House dust mites activate nociceptor–mast cell clusters to drive type 2 skin inflammation

Allergic skin diseases, such as atopic dermatitis, are clinically characterized by severe itching and type 2 immunity-associated hypersensitivity to widely distributed allergens, including those derived from house dust mites (HDMs). Here we found that HDMs with cysteine protease activity directly activated peptidergic nociceptors, which are neuropeptide-producing nociceptive sensory neurons that express the ion channel TRPV1 and Tac1 , the gene encoding the precursor for the neuropeptide substance P. Intravital imaging and genetic approaches indicated that HDM-activated nociceptors drive the development of allergic skin inflammation by inducing the degranulation of mast cells contiguous to such nociceptors, through the release of substance P and the activation of the cationic molecule receptor MRGPRB2 on mast cells.
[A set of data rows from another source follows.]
//! Session event log
//!
//! A recorded stream of host signals, one JSON object per event, tagged by
//! `type` and stamped with `at`. Replaying a log through a [`ReadingSession`]
//! reproduces the analytics the live session would have produced.
//!
//! ```text
//! {"type": "page_change", "at": "2024-03-09T10:00:00Z", "page": 1}
//! {"type": "selection", "at": "2024-03-09T10:00:12Z", "text": "Materials and Methods"}
//! {"type": "tick", "at": "2024-03-09T10:00:40Z"}
//! ```

use crate::detection::HeadingHint;
use crate::error::AnalyticsError;
use crate::geometry::{GeometryProvider, Region, VisiblePage};
use crate::session::ReadingSession;
use crate::text::TextToken;
use chrono::{DateTime, Utc};
use log::debug;
use serde::{Deserialize, Serialize};

/// One recorded host signal
#[derive(Debug, Clone, PartialEq, Serialize, Deserialize)]
#[serde(tag = "type", rename_all = "snake_case")]
pub enum SessionEvent {
    PageChange {
        at: DateTime<Utc>,
        page: u32,
    },
    Activity {
        at: DateTime<Utc>,
    },
    Selection {
        at: DateTime<Utc>,
        text: String,
        /// Current page when absent
        #[serde(default)]
        page: Option<u32>,
    },
    Fragment {
        at: DateTime<Utc>,
        text: String,
        page: u32,
        #[serde(default)]
        font_size: Option<f64>,
        #[serde(default)]
        bold: bool,
    },
    Hover {
        at: DateTime<Utc>,
        page: u32,
        text: String,
        y: f64,
    },
    Viewport {
        at: DateTime<Utc>,
        visible: Vec<VisiblePage>,
        /// Visible text of the most visible page
        #[serde(default)]
        text: Option<String>,
    },
    /// Positioned text for a page, as a text provider would deliver it
    PageText {
        at: DateTime<Utc>,
        page: u32,
        tokens: Vec<TextToken>,
    },
    Tick {
        at: DateTime<Utc>,
    },
    Reset {
        at: DateTime<Utc>,
    },
}

impl SessionEvent {
    pub fn at(&self) -> DateTime<Utc> {
        match self {
            SessionEvent::PageChange { at, .. }
            | SessionEvent::Activity { at }
            | SessionEvent::Selection { at, .. }
            | SessionEvent::Fragment { at, .. }
            | SessionEvent::Hover { at, .. }
            | SessionEvent::Viewport { at, .. }
            | SessionEvent::PageText { at, .. }
            | SessionEvent::Tick { at }
            | SessionEvent::Reset { at } => *at,
        }
    }
}

/// Parse a JSON array or newline-delimited JSON event log.
///
/// Events must be in chronological order.
pub fn parse_event_log(input: &str) -> Result<Vec<SessionEvent>, AnalyticsError> {
    let trimmed = input.trim_start();
    let events: Vec<SessionEvent> = if trimmed.starts_with('[') {
        serde_json::from_str(trimmed)
            .map_err(|e| AnalyticsError::InvalidEventLog(e.to_string()))?
    } else {
        trimmed
            .lines()
            .enumerate()
            .filter(|(_, line)| !line.trim().is_empty())
            .map(|(n, line)| {
                serde_json::from_str(line.trim())
                    .map_err(|e| AnalyticsError::InvalidEventLog(format!("line {}: {}", n + 1, e)))
            })
            .collect::<Result<_, _>>()?
    };

    if let Some(i) = events.windows(2).position(|w| w[1].at() < w[0].at()) {
        return Err(AnalyticsError::InvalidEventLog(format!(
            "event {} at {} precedes the event before it",
            i + 2,
            events[i + 1].at()
        )));
    }
    Ok(events)
}

/// Geometry reconstructed from a recorded viewport event
struct RecordedViewport<'a> {
    visible: &'a [VisiblePage],
    text: Option<&'a str>,
}

impl GeometryProvider for RecordedViewport<'_> {
    fn visible_pages(&self) -> Vec<VisiblePage> {
        self.visible.to_vec()
    }

    fn text_in_region(&self, _page: u32, _region: Option<Region>) -> Option<String> {
        self.text.map(str::to_string)
    }

    fn page_number_from_position(&self, _x: f64, _y: f64) -> Option<u32> {
        None
    }
}

/// Feed one event to the session. Timers are polled at the event's time first,
/// as a host event loop would have done.
pub fn apply_event(session: &mut ReadingSession, event: &SessionEvent) {
    let at = event.at();
    session.tick(at);

    match event {
        SessionEvent::PageChange { page, .. } => {
            session.handle_page_change(*page, at);
        }
        SessionEvent::Activity { .. } => session.record_activity(at),
        SessionEvent::Selection { text, page, .. } => {
            session.handle_selection(text, *page, at);
        }
        SessionEvent::Fragment {
            text,
            page,
            font_size,
            bold,
            ..
        } => {
            let hint = font_size.map(|font_size| HeadingHint {
                font_size,
                bold: *bold,
            });
            session.handle_fragment(text, *page, hint.as_ref(), at);
        }
        SessionEvent::Hover { page, text, y, .. } => {
            session.handle_hover(*page, text, *y, at);
        }
        SessionEvent::Viewport { visible, text, .. } => {
            let geometry = RecordedViewport {
                visible,
                text: text.as_deref(),
            };
            session.handle_viewport(visible, &geometry, at);
        }
        SessionEvent::PageText { page, tokens, .. } => session.load_page_text(*page, tokens),
        SessionEvent::Tick { .. } => {}
        SessionEvent::Reset { .. } => session.reset(at),
    }
}

/// Replay `events` in order. Returns the time of the last event.
pub fn replay(session: &mut ReadingSession, events: &[SessionEvent]) -> Option<DateTime<Utc>> {
    for event in events {
        apply_event(session, event);
    }
    debug!("Replayed {} events", events.len());
    events.last().map(SessionEvent::at)
}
These data indicate that, after exposure to HDM allergens, activation of TRPV1 + Tac1 + nociceptor–MRGPRB2 + mast cell sensory clusters represents a key early event in the development of allergic skin reactions. Gaudenzio and colleagues show that house dust mite extracts directly activate TRPV1 + sensory neurons, which promote allergic skin inflammation by inducing the degranulation of mast cells through the release of the neuropeptide substance P and activation of MRGPRB2.